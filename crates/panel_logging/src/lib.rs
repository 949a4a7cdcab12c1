#![deny(missing_docs)]
//! Shared logging utilities for the pageview panel workspace.
//!
//! This crate provides the `panel_*` logging macros used across the codebase
//! and a minimal test initializer for the global logger.

/// Logs a trace-level message using the global logging facade.
#[macro_export]
macro_rules! panel_trace {
    ($($arg:tt)*) => {{
        log::trace!($($arg)*);
    }};
}

/// Logs a debug-level message using the global logging facade.
#[macro_export]
macro_rules! panel_debug {
    ($($arg:tt)*) => {{
        log::debug!($($arg)*);
    }};
}

/// Logs an info-level message using the global logging facade.
#[macro_export]
macro_rules! panel_info {
    ($($arg:tt)*) => {{
        log::info!($($arg)*);
    }};
}

/// Logs a warn-level message using the global logging facade.
#[macro_export]
macro_rules! panel_warn {
    ($($arg:tt)*) => {{
        log::warn!($($arg)*);
    }};
}

/// Logs an error-level message using the global logging facade.
#[macro_export]
macro_rules! panel_error {
    ($($arg:tt)*) => {{
        log::error!($($arg)*);
    }};
}

/// Initializes a simple terminal logger for use in unit tests.
///
/// This safely no-ops if another logger has already been initialized.
pub fn initialize_for_tests() {
    use simplelog::{ColorChoice, CombinedLogger, Config, TermLogger, TerminalMode};

    // Use debug level in debug builds, info in release builds.
    let level = if cfg!(debug_assertions) {
        log::LevelFilter::Debug
    } else {
        log::LevelFilter::Info
    };

    // Ignore the error if a logger was already set by another test.
    let _ = CombinedLogger::init(vec![TermLogger::new(
        level,
        Config::default(),
        TerminalMode::Mixed,
        ColorChoice::Auto,
    )]);
}
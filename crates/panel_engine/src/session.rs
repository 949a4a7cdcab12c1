//! Per-run subscription set over the event bus.
//!
//! One `RunSession` is installed per run, before the run command is issued,
//! and torn down exactly once when the run reaches a terminal state or a
//! stop is acknowledged. The nested registration mirrors the required
//! ordering: sizing first, then completion counting, with the terminal
//! handler cancelling the completion listener in the same continuation.

use std::sync::atomic::{AtomicBool, Ordering};
use std::sync::{Arc, Mutex};

use crate::bus::{EventBus, ListenerHandle};
use crate::{EngineEvent, EventKind};

/// Reconciled engine events, forwarded to the dispatch loop one at a time.
#[derive(Debug, Clone, PartialEq, Eq)]
pub enum RunNotice {
    /// The run's total job count, from the one-shot sizing event.
    Sized(u64),
    /// One unit of progress.
    Progressed,
    /// The run finished on its own.
    Finished,
    /// Asynchronous engine error; surfaced, never fatal to the run state.
    ErrorReported(String),
}

/// Called from the emitter thread for every forwarded notice.
pub type NoticeSink = Arc<dyn Fn(RunNotice) + Send + Sync>;

pub struct RunSession {
    inner: Arc<SessionInner>,
}

struct SessionInner {
    handles: Mutex<Vec<ListenerHandle>>,
    torn_down: AtomicBool,
}

impl SessionInner {
    fn adopt(&self, new: Vec<ListenerHandle>) {
        self.handles
            .lock()
            .expect("session handles poisoned")
            .extend(new);
        // A teardown may have raced the adoption; sweep again so nothing
        // registered after the teardown survives it.
        if self.torn_down.load(Ordering::SeqCst) {
            self.release();
        }
    }

    fn release(&self) {
        let drained: Vec<ListenerHandle> = {
            let mut handles = self.handles.lock().expect("session handles poisoned");
            handles.drain(..).collect()
        };
        for handle in drained {
            handle.cancel();
        }
    }
}

impl RunSession {
    /// Installs the sizing listener. Must run before the run command is
    /// issued so the sizing event cannot fire unheard; the completion and
    /// terminal listeners are only installed once the sizing event arrives.
    pub fn install(bus: &Arc<EventBus>, sink: NoticeSink) -> RunSession {
        let inner = Arc::new(SessionInner {
            handles: Mutex::new(Vec::new()),
            torn_down: AtomicBool::new(false),
        });

        let sizing = {
            let chain_bus = Arc::clone(bus);
            let inner = Arc::clone(&inner);
            let sink = Arc::clone(&sink);
            bus.once(EventKind::TotalJobs, move |event| {
                let EngineEvent::TotalJobs(total) = event else {
                    return;
                };
                if inner.torn_down.load(Ordering::SeqCst) {
                    return;
                }
                sink(RunNotice::Sized(*total));

                // Counting starts only now that the total is known.
                let progress = {
                    let sink = Arc::clone(&sink);
                    chain_bus.listen(EventKind::JobComplete, move |_| {
                        sink(RunNotice::Progressed);
                    })
                };
                let terminal = {
                    let sink = Arc::clone(&sink);
                    let progress = progress.clone();
                    chain_bus.once(EventKind::RunCompleted, move |_| {
                        // Cancel before forwarding: a completion delivered
                        // after the terminal event must reach no listener.
                        progress.cancel();
                        sink(RunNotice::Finished);
                    })
                };
                inner.adopt(vec![progress, terminal]);
            })
        };
        inner.adopt(vec![sizing]);

        RunSession { inner }
    }

    /// Cancels every listener of this run. Safe to call more than once.
    pub fn teardown(&self) {
        self.inner.torn_down.store(true, Ordering::SeqCst);
        self.inner.release();
    }
}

* * * * * * * * *

## Task brief:
What is the number of lines in the data that include the word "message"? State only that number.

## Result of this task:
5